*Task objective*. For the data below, restate word for word only the lines from the line containing "filename src/browser/behavior.rs" through the line containing "a variable speed", both ends included.

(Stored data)
--------

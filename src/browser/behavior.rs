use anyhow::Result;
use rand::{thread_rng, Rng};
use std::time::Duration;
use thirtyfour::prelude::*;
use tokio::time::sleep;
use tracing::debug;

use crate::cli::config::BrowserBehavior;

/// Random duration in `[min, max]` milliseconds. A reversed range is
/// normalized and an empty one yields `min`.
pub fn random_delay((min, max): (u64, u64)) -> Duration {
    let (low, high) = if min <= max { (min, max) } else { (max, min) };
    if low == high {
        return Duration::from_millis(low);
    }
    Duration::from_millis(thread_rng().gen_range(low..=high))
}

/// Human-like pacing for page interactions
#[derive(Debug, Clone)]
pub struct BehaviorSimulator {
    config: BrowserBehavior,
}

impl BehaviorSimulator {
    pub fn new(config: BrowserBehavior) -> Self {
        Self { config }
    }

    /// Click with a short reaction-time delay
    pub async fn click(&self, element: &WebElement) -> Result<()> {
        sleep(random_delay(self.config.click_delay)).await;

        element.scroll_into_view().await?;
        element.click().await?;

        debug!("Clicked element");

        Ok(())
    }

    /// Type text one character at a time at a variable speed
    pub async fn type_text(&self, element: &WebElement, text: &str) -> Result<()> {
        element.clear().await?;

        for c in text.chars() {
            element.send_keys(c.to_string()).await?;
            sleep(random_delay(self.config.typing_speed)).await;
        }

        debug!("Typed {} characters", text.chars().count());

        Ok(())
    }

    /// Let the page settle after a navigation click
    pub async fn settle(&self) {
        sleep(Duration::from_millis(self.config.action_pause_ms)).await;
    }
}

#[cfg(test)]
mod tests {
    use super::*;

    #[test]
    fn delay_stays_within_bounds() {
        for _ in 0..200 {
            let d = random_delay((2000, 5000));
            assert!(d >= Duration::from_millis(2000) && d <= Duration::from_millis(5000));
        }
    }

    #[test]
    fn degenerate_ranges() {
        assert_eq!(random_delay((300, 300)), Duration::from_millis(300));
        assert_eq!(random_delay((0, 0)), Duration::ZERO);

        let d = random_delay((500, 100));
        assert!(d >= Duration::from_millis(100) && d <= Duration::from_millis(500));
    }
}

--------

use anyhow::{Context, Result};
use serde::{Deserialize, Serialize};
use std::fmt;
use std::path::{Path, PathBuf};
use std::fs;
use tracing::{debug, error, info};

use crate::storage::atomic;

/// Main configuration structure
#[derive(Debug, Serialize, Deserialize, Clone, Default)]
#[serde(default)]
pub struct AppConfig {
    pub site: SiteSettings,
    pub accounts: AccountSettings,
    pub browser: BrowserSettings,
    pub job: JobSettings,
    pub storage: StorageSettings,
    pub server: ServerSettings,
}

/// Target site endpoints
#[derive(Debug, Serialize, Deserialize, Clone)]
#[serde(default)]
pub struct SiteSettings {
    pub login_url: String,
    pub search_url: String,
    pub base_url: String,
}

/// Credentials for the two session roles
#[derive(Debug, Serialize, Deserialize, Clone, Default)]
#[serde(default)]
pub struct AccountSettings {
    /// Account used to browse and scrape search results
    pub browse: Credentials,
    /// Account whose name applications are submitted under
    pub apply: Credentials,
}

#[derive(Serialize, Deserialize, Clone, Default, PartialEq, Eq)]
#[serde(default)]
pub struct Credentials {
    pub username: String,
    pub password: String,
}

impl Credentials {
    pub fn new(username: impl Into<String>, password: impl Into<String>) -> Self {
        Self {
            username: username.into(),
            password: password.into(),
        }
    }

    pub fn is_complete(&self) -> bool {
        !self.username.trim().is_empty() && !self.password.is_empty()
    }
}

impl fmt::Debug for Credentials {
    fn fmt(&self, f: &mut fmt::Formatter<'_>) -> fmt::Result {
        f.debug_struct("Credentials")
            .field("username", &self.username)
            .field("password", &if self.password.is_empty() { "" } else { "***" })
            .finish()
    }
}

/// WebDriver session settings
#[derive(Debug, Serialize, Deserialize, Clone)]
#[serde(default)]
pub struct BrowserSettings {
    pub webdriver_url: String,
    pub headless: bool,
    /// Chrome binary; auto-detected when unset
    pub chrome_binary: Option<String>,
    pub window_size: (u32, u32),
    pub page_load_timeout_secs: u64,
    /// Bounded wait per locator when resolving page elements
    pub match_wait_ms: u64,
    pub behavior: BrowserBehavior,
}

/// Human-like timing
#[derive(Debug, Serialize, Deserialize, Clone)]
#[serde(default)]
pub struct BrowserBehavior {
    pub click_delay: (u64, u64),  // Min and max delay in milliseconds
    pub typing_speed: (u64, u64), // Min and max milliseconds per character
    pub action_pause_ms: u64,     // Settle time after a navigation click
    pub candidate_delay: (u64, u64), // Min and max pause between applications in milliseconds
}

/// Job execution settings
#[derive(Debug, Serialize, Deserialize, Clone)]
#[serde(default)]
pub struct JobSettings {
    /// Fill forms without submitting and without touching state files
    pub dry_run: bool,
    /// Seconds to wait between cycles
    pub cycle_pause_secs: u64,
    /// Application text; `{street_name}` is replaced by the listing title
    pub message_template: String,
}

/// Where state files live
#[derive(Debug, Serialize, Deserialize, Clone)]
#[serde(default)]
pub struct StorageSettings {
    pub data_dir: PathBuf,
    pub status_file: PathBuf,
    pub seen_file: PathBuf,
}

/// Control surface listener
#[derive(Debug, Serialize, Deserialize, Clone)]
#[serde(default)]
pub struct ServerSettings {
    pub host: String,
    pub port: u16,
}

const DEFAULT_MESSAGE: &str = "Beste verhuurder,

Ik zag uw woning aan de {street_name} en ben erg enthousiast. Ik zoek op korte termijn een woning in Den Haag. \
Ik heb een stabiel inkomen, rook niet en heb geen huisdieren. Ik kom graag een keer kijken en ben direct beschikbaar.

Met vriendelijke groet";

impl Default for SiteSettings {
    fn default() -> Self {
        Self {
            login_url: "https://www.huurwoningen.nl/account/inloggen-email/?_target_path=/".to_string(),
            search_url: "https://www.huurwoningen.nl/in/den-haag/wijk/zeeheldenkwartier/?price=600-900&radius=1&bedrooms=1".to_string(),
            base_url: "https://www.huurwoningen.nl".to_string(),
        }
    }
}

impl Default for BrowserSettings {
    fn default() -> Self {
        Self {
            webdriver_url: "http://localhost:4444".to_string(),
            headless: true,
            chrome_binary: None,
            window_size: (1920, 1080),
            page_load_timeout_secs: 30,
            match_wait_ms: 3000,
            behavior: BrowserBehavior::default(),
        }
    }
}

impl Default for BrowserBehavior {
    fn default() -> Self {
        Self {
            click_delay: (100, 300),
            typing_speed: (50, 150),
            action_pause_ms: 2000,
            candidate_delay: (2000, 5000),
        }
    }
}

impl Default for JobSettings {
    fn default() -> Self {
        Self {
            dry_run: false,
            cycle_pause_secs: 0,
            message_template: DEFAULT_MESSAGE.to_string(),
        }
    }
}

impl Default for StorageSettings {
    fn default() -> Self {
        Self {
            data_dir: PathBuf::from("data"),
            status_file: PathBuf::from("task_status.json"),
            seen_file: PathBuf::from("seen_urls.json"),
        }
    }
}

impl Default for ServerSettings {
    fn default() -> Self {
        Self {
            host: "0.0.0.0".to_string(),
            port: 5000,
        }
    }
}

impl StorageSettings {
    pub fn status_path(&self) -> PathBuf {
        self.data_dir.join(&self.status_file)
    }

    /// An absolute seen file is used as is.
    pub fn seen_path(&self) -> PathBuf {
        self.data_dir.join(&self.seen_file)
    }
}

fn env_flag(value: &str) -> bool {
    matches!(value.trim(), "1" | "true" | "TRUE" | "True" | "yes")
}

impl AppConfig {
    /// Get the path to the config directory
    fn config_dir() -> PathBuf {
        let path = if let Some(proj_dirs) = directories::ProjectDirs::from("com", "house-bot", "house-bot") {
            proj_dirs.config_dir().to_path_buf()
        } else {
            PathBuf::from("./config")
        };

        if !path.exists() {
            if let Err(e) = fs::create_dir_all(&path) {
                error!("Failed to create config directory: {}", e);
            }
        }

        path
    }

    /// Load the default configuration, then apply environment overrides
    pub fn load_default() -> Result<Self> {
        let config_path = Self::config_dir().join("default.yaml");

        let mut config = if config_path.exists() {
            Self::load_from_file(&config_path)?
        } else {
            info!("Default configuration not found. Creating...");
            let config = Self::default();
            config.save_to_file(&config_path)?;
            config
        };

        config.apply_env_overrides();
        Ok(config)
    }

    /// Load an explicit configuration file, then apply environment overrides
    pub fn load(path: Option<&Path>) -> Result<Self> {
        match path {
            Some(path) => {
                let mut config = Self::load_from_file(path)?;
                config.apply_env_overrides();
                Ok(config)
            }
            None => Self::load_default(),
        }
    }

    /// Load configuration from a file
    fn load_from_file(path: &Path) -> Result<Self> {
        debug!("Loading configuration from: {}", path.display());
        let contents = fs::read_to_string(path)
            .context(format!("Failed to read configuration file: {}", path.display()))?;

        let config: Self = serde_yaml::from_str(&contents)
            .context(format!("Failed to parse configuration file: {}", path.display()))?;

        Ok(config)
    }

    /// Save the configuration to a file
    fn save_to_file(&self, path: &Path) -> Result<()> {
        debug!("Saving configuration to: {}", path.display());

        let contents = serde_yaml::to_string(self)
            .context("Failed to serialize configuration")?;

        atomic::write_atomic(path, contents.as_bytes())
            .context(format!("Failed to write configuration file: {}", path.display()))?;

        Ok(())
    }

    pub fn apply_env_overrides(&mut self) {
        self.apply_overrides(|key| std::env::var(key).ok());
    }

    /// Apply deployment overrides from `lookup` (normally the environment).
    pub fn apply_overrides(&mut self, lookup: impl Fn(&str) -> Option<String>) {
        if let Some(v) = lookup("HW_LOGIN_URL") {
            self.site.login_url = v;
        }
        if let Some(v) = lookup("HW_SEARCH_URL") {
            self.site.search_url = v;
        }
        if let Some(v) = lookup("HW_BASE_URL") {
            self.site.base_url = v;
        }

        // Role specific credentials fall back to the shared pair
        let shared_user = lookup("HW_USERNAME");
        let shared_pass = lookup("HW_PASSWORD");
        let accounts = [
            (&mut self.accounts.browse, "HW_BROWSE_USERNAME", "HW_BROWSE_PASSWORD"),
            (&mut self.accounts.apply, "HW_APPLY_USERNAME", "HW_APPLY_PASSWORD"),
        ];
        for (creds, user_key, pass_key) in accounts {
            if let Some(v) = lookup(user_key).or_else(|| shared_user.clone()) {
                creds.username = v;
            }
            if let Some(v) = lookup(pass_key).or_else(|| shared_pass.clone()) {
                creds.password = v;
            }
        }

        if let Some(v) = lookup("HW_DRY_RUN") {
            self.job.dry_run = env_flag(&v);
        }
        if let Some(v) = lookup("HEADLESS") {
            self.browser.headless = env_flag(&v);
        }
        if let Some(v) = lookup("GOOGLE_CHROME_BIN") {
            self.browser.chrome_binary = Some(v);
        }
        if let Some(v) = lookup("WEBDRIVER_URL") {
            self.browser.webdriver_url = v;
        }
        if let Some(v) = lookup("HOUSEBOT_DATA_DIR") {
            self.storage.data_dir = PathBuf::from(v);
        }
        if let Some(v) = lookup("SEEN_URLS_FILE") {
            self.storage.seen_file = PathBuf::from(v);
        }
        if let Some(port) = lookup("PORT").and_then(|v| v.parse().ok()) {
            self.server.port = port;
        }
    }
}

--------

*Answer space*.
filename src/browser/behavior.rs
use anyhow::Result;
use rand::{thread_rng, Rng};
use std::time::Duration;
use thirtyfour::prelude::*;
use tokio::time::sleep;
use tracing::debug;

use crate::cli::config::BrowserBehavior;

/// Random duration in `[min, max]` milliseconds. A reversed range is
/// normalized and an empty one yields `min`.
pub fn random_delay((min, max): (u64, u64)) -> Duration {
    let (low, high) = if min <= max { (min, max) } else { (max, min) };
    if low == high {
        return Duration::from_millis(low);
    }
    Duration::from_millis(thread_rng().gen_range(low..=high))
}

/// Human-like pacing for page interactions
#[derive(Debug, Clone)]
pub struct BehaviorSimulator {
    config: BrowserBehavior,
}

impl BehaviorSimulator {
    pub fn new(config: BrowserBehavior) -> Self {
        Self { config }
    }

    /// Click with a short reaction-time delay
    pub async fn click(&self, element: &WebElement) -> Result<()> {
        sleep(random_delay(self.config.click_delay)).await;

        element.scroll_into_view().await?;
        element.click().await?;

        debug!("Clicked element");

        Ok(())
    }

    /// Type text one character at a time at a variable speed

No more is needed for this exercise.